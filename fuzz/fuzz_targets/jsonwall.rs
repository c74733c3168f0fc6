#![no_main]

use libfuzzer_sys::fuzz_target;
use chisel_sbom_builder::manifest::parse_jsonwall;
use chisel_sbom_builder::normalize;

fuzz_target!(|data: &[u8]| {
    if let Ok(text) = std::str::from_utf8(data) {
        if let Ok(manifest) = parse_jsonwall(text) {
            let _ = normalize(&manifest);
        }
    }
});
#![doc = include_str!("../README.md")]
//!
//! # Module Structure
//!
//! - [`error`]: Domain error types (`SbomBuilderError`)
//! - [`config`]: Converter configuration (`ConverterConfig`, builder)
//! - [`types`]: Input records and the document graph (`PackageInfo`, `SliceInfo`, `PathInfo`, `DocumentGraph`)
//! - [`manifest`]: zstd + jsonwall manifest decoding (`read_manifest`, `parse_jsonwall`)
//! - [`normalize`]: Manifest records to builder inputs (`normalize`, `process_*`)
//! - [`builder`]: File classification and graph construction (`DocumentBuilder`, `build_document`, `FileKind`)
//! - [`sbom`]: SPDX 2.3 JSON serialization (`to_spdx_json`, `write_spdx_json`)
//! - [`converter`]: End-to-end orchestrator (`Converter`)
//!
//! # Architecture
//!
//! ```text
//! manifest.wall --> read_manifest --> ManifestData
//!                                         |
//!                                     normalize
//!                                         |
//!                        (slices, packages, paths)
//!                                         |
//!                                  DocumentBuilder
//!                                         |
//!                                   DocumentGraph
//!                                         |
//!                                    to_spdx_json
//!                                         |
//!                                manifest.spdx.json
//! ```

pub mod builder;
pub mod config;
pub mod converter;
pub mod error;
pub mod manifest;
pub mod normalize;
pub mod sbom;
pub mod types;

// --- Public API Re-exports ---

// Converter (main orchestrator)
pub use converter::Converter;

// Configuration
pub use config::{ConverterConfig, ConverterConfigBuilder};

// Error
pub use error::SbomBuilderError;

// Types
pub use types::{
    Checksum, ChecksumAlgorithm, CreationInfo, Creator, DocumentGraph, FileNode, PackageInfo,
    PackageNode, PathInfo, Relationship, RelationshipType, SliceInfo,
};

// Builder
pub use builder::{DocumentBuilder, FileKind, build_document, owner_of};

// Manifest
pub use manifest::{ManifestData, read_manifest};
pub use normalize::{NormalizedManifest, normalize};

// Serialization
pub use sbom::{SpdxOptions, to_spdx_json, write_spdx_json};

--------------------------------

= What to produce =
One stretch of the lines above is wanted, from the line that contains "Domain error types" through the line that contains "zstd + jsonwall". Output it exactly.

= Answer to the exercise =
//! - [`error`]: Domain error types (`SbomBuilderError`)
//! - [`config`]: Converter configuration (`ConverterConfig`, builder)
//! - [`types`]: Input records and the document graph (`PackageInfo`, `SliceInfo`, `PathInfo`, `DocumentGraph`)
//! - [`manifest`]: zstd + jsonwall manifest decoding (`read_manifest`, `parse_jsonwall`)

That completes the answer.